You can comment out the redirect part in RawPage.php, about 2/3 down.
DO NOT COMMENT THAT OUT! It's a workaround for an IE security flaw, for which we made a security fix release in late September.
Brion Vibber--
I believe you, though I'm not sure how that could be a real security threat since it's only data that the client already has anyway. However, just because I don't understand doesn't mean I will decline your good advice.
The workaround is to require that a 'raw' access be made from a canonical script URL, ... I did this with a redirect (instead of simply a 403 rejection) to preserve existing links.

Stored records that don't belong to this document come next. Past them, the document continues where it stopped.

//! Post-transform structural check of a canonical question
//!
//! Catches anything the transform produced that the bank would reject.
//! Errors are reported as `field: message`. The id format is not checked
//! here; the record validator covers it in live mode.

use qbank_common::config::SubjectConfig;
use qbank_common::question::{CanonicalQuestion, QuestionType};

use super::category_mapper::CategoryMapper;

const OPTION_COUNT: usize = 4;

pub struct QuestionChecker {
    subject_id: String,
    domain_id: String,
}

impl QuestionChecker {
    pub fn new(subject: &SubjectConfig) -> Self {
        Self {
            subject_id: subject.subject_id.clone(),
            domain_id: subject.domain_id.clone(),
        }
    }

    pub fn check(&self, question: &CanonicalQuestion, mapper: &CategoryMapper) -> Vec<String> {
        let mut errors = Vec::new();
        let mut fail = |field: &str, message: String| errors.push(format!("{}: {}", field, message));

        if question.content.text.trim().is_empty() {
            fail("content.text", "Question text is missing".to_string());
        }

        match question.metadata.question_type {
            QuestionType::MultipleChoice => {
                match &question.content.options {
                    None => fail(
                        "content.options",
                        "Multiple choice questions must have options".to_string(),
                    ),
                    Some(options) => {
                        if options.len() != OPTION_COUNT {
                            fail(
                                "content.options",
                                format!("Expected {} options, got {}", OPTION_COUNT, options.len()),
                            );
                        }
                        for (index, option) in options.iter().enumerate() {
                            if option.text.trim().is_empty() {
                                fail(
                                    &format!("content.options[{}].text", index),
                                    "Option text is missing".to_string(),
                                );
                            }
                        }
                    }
                }
                match &question.answer.final_answer {
                    None => fail(
                        "answer.finalAnswer",
                        "Multiple choice questions must have a final answer".to_string(),
                    ),
                    Some(answer) if !(1..=OPTION_COUNT as u8).contains(&answer.value) => fail(
                        "answer.finalAnswer.value",
                        format!("Must be between 1 and {}, got {}", OPTION_COUNT, answer.value),
                    ),
                    Some(_) => {}
                }
            }
            QuestionType::Open => {
                if question.content.options.is_some() {
                    fail(
                        "content.options",
                        "Open questions must not have options".to_string(),
                    );
                }
                if question.answer.final_answer.is_some() {
                    fail(
                        "answer.finalAnswer",
                        "Open questions must not have a final answer".to_string(),
                    );
                }
            }
        }

        if question.answer.solution.text.trim().is_empty() {
            fail("answer.solution.text", "Solution text is missing".to_string());
        }

        let metadata = &question.metadata;
        if metadata.subject_id != self.subject_id {
            fail(
                "metadata.subjectId",
                format!("Expected {}, got {}", self.subject_id, metadata.subject_id),
            );
        }
        if metadata.domain_id != self.domain_id {
            fail(
                "metadata.domainId",
                format!("Expected {}, got {}", self.domain_id, metadata.domain_id),
            );
        }
        if !mapper.contains(&metadata.topic_id, &metadata.subtopic_id) {
            fail(
                "metadata.subtopicId",
                format!(
                    "Subtopic {} is not part of topic {}",
                    metadata.subtopic_id, metadata.topic_id
                ),
            );
        }
        if !(1..=5).contains(&metadata.difficulty) {
            fail(
                "metadata.difficulty",
                format!("Must be between 1 and 5, got {}", metadata.difficulty),
            );
        }
        if metadata.estimated_time == 0 {
            fail("metadata.estimatedTime", "Must be positive".to_string());
        }

        let weight = question.criteria_weight_total();
        if weight != 100 {
            fail(
                "evaluationCriteria",
                format!("Weights must sum to 100, got {}", weight),
            );
        }

        errors
    }
}

#[cfg(test)]
mod tests {
    use super::*;
    use crate::models::{SourceAnswer, SourceRecord};
    use crate::services::category_mapper::AliasTable;
    use crate::services::question_transformer::QuestionTransformer;
    use qbank_common::question::{EvaluationCriterion, QuestionOption};
    use qbank_common::taxonomy::StaticTaxonomy;

    fn transformer() -> QuestionTransformer {
        let taxonomy = StaticTaxonomy::from_json_str(
            r#"{
                "subjectID": "civil_engineering",
                "domainID": "construction_safety",
                "topics": [
                    { "id": "management", "name": "ניהול בטיחות", "subTopics": [
                        { "id": "safety_plans", "name": "תכניות בטיחות" }
                    ]}
                ]
            }"#,
        )
        .unwrap();
        let mapper = CategoryMapper::new(AliasTable::default(), &taxonomy, "civil_engineering");
        QuestionTransformer::new(mapper, SubjectConfig::default())
    }

    fn question() -> CanonicalQuestion {
        let record = SourceRecord {
            id: 5,
            question: "מי אחראי על תכנית הבטיחות?".to_string(),
            answers: Some(vec![
                SourceAnswer::new("מנהל העבודה", true),
                SourceAnswer::new("הקבלן", false),
                SourceAnswer::new("המפקח", false),
                SourceAnswer::new("העובד", false),
            ]),
            category: Some("תוכניות בטיחות".to_string()),
            ..Default::default()
        };
        transformer().transform(&record).unwrap()
    }

    fn check(question: &CanonicalQuestion) -> Vec<String> {
        let transformer = transformer();
        QuestionChecker::new(transformer.subject()).check(question, transformer.mapper())
    }

    #[test]
    fn test_transformed_question_passes() {
        assert!(check(&question()).is_empty());
    }

    #[test]
    fn test_reports_field_errors() {
        let mut q = question();
        q.content.options = Some(vec![QuestionOption {
            text: " ".to_string(),
            format: Default::default(),
        }]);
        q.evaluation_criteria.push(EvaluationCriterion {
            name: "extra".to_string(),
            description: String::new(),
            weight: 10,
        });
        q.metadata.subtopic_id = "nowhere".to_string();

        assert_eq!(
            check(&q),
            vec![
                "content.options: Expected 4 options, got 1",
                "content.options[0].text: Option text is missing",
                "metadata.subtopicId: Subtopic nowhere is not part of topic management",
                "evaluationCriteria: Weights must sum to 100, got 110",
            ]
        );
    }

    #[test]
    fn test_final_answer_range() {
        let mut q = question();
        if let Some(answer) = q.answer.final_answer.as_mut() {
            answer.value = 5;
        }
        assert_eq!(
            check(&q),
            vec!["answer.finalAnswer.value: Must be between 1 and 4, got 5"]
        );
    }
}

Perhaps I could modify the testing lines of my copy of the script to ignore, specifically, the cmw/ addition. This should not prevent the security check from keeping it's promise to ward off invalid requests.
No, that's an URL rewrite which passes the new URL (eg /cmw/index.php) internally to the final request.
Ah, my experience was with IIS, but this is installed under Apache. So I misinterpreted the role of .htaccess in that capacity.
If you want to map the physical path directly, normally you'd use a DocumentRoot directive in the virtual host configuration.
I'm afraid that with my hosting provider (as with 99% of potential hosting providers for MediaWiki's installation base) do not give httpd.conf access, they merely allow .htaccess files to be uploaded. Do you have a suggestion (here and for posterity) of an .htaccess change that will satisfy the strict requirements of your security hole patch while allowing administrators to use subdomains? Neither DocumentRoot nor Alias seems to be quite the right thing for mere .htaccess useage.
Unfortunately this breaks wikis where edit/diff etc urls are supposed to be short and tidy. There the browser gets stuck in an endless redirection loop. It's not too hard to fix this though, will change it in the next days.
That sounds like the penultimate solution. Will you issue it as a straightf orward "change this line to that" patch, or should I grab a diff/merge tool to install a whole new package when you issue 1.3.9a?
Meanwhile, I will contact my host provider and the user group there to see if there's an .htaccess solution so that we don't have to make unneccesary changes to the codebase.
Thanks for your ongoing attention and problem solving skills, --N. Buzdor
On Jan 12, 2005, at 1:09 PM, N. M. Buzdor wrote:
You can comment out the redirect part in RawPage.php, about 2/3 down.
DO NOT COMMENT THAT OUT! It's a workaround for an IE security flaw, for which we made a security fix release in late September.
I believe you, though I'm not sure how that could be a real security threat since it's only data that the client already has anyway.
That data can be sent somewhere _else_, since the browser is now under the control of a potentially malicious third party who can produce arbitrary JavaScript code which is executed in the context of your wiki's web site.
As I already mentioned, login credentials can be sent to a malicious server for later use, and/or the script could directly execute actions on the wiki with the user's permissions (potentially a sysop account which can delete pages, protect or unprotect pages, ban or unban accounts, and more).
If someone can trick a user into to visiting that page (potentially via a hidden frame or a redirect), the vulnerability allows that someone to effectively act as that user on the wiki.
Further, if the vulnerable browser is also vulnerable to other more serious attacks (buffer overflows, the Java applet security leak vulnerability, perhaps some ActiveX control attacks) the malicious attacker might be able to gain control of the user's local computer account and for instance install spyware, gain access to their passwords, read their e-mail, etc.
The workaround is to require that a 'raw' access be made from a canonical script URL, ... I did this with a redirect (instead of simply a 403 rejection) to preserve existing links.
Perhaps I could modify the testing lines of my copy of the script to ignore, specifically, the cmw/ addition. This should not prevent the security check from keeping it's promise to ward off invalid requests.
Maybe. See if you can find a way to get the exact given URL in a way that doesn't open it up to other security holes and works consistently across different web servers and PHP server APIs.